Morto ammazzato dalla polizia a 21 anni, Hampton è stato tra i leader chiave del movimento e simbolo di come nell’attivismo politico del Black Panther Party la discriminazione razziale fosse un aspetto fenomenologico della lotta di classe, prospettiva marxista-leninista sicuramente figlia dei tempi ma anche lucida e apertamente schierata contro l’intessitura capitalistica della società americana. Alla luce di ciò appare in qualche modo paradossale che un film incentrato su Hampton e il suo messaggio rivoluzionario risulti così conforme e fedele ai codici estetico-espressivi del sistema hollywoodiano, espressione di una società schizofrenica che è riuscita negli ultimi anni a favorire la rappresentazione della lotta disinnescandone le effettive implicazioni sociali. Ma ci sono almeno due motivi per cui questa contraddizione irrisolta tra principio politico e immagine industriale non è un demerito del film di Shaka King.

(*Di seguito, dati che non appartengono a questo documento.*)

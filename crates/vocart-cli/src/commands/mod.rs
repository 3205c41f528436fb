pub mod completion;
pub mod extract;
pub mod run;
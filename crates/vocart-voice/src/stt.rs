//! Speech-to-text through an OpenAI-compatible transcription endpoint

use crate::{Error, Result};

const DEFAULT_ENDPOINT: &str = "https://api.openai.com/v1/audio/transcriptions";

#[derive(serde::Deserialize)]
struct TranscriptionResponse {
    text: String,
}

/// Transcribes WAV audio with Whisper
pub struct SpeechToText {
    client: reqwest::Client,
    api_key: String,
    model: String,
    endpoint: String,
}

impl SpeechToText {
    /// # Errors
    ///
    /// Returns error if the API key is empty
    pub fn new(api_key: String, model: String) -> Result<Self> {
        if api_key.trim().is_empty() {
            return Err(Error::Config(
                "OpenAI API key required for speech recognition".to_string(),
            ));
        }

        Ok(Self {
            client: reqwest::Client::new(),
            api_key,
            model,
            endpoint: DEFAULT_ENDPOINT.to_string(),
        })
    }

    /// Point at a self-hosted server speaking the same API
    pub fn with_endpoint(mut self, endpoint: impl Into<String>) -> Self {
        self.endpoint = endpoint.into();
        self
    }

    pub fn model(&self) -> &str {
        &self.model
    }

    /// # Errors
    ///
    /// Returns error if the request fails or the service rejects it
    pub async fn transcribe(&self, audio: &[u8]) -> Result<String> {
        tracing::debug!(audio_bytes = audio.len(), "starting transcription");

        let form = reqwest::multipart::Form::new()
            .part(
                "file",
                reqwest::multipart::Part::bytes(audio.to_vec())
                    .file_name("utterance.wav")
                    .mime_str("audio/wav")
                    .map_err(|e| Error::Stt(e.to_string()))?,
            )
            .text("model", self.model.clone());

        let response = self
            .client
            .post(&self.endpoint)
            .bearer_auth(&self.api_key)
            .multipart(form)
            .send()
            .await?;

        let status = response.status();
        if !status.is_success() {
            let body = response.text().await.unwrap_or_default();
            tracing::error!(status = %status, body = %body, "transcription API error");
            return Err(Error::Stt(format!("transcription API error {status}: {body}")));
        }

        let result: TranscriptionResponse = response.json().await?;
        tracing::info!(
            chars = result.text.chars().count(),
            "transcription complete"
        );
        Ok(result.text)
    }
}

Il primo riguarda l’importanza di scendere dalla torre d’avorio intellettuale per occupare l’orizzonte del narrabile, del fruibile; la sperimentazione, si sa, è cosa per pochi, ma il potere (lo dice più volte Hampton stesso) è nella gente, nei numeri, e se anche si tratta di abbracciare il compromesso industriale – perché Judas and the Black Messiah anzitutto questo è, un film socialista alla corte del re cremisi del capitale – ben venga l’infiltrazione in territorio nemico se serve a evitare che opere conservatrici e sospettosamente semplificanti come Il processo ai Chicago 7 restino le sole a trasporre la contestazione sessantottina in forma di spettacolo popolare. Il secondo motivo è invece di carattere generale, e riguarda il fatto che il film di King, con tutta la sua incoerenza irrisolta, è un esempio di cosa significhi professare il socialismo in terra americana. Si pensi a Bernie Sanders, alla necessità impellente dell’establishment democratico di contenere il carattere radicale della sua azione politica dentro il brand del personaggio, ben lontano dalla corsa presidenziale, disinnescato di autentico potere decisionale.
Nell’anno cinematografico di Mank, altro film che in forme diverse perora una causa socialista mantenendo l’impalcatura capitalistica, e che di rimpianti e compromessi parla in modo molto lucido e poco compreso, Judas and the Black Messiah è probabilmente un testo imperfetto, con una regia dal fiato corto e una scrittura che non riesce a rendere merito allo spessore psicologico dei due protagonisti (raccontati attraverso una metafora cristologica che troppo spesso scivola via, senza colpo ferire, senza accendersi mai). Tuttavia è innegabile che ritrarre oggi e in queste modalità la figura di Hampton è un atto di volontà che innesca cortocircuiti non scontati, di pensiero e questione morale, coerenza e identità di lotta, particolarmente preziosi in un momento in cui l’attivismo si cristallizza sempre più in forme social-digitali che perorano un’interpretazione opposta di intersezionalità, giustamente attenta alle specifiche individuali ma troppo spesso volta alla scissione, all’infinita individuazione del singolo. Come se la frammentazione delle culture e degli intenti operata dall’era postmoderna ci avesse donato maggior libertà individuale ma anche allentato la nostra capacità, per l’appunto intersezionale, di rendere complessa e a maglie larghe la rete della lotta politica.
Chicago, fine anni Sessanta. Il minorenne Bill O'Neal, arrestato dopo un tentativo di truffa, accetta di fare l'informatore per l'FBI. Infiltrato nel Black Panther Party, O'Neal scala le gerarchie del partito e si avvicina al leader Fred Hampton, prima arrestato e poi liberato in attesa dell'appello. Militante di giorno e traditore la notte, Bill aderisce poco alla volta alla visione politica di Hampton, ma nonostante cià contribuirà in maniera decisiva alla violenta uccisione dell'uomo, avvenuta per mano dell'FBI nel dicembre 1969.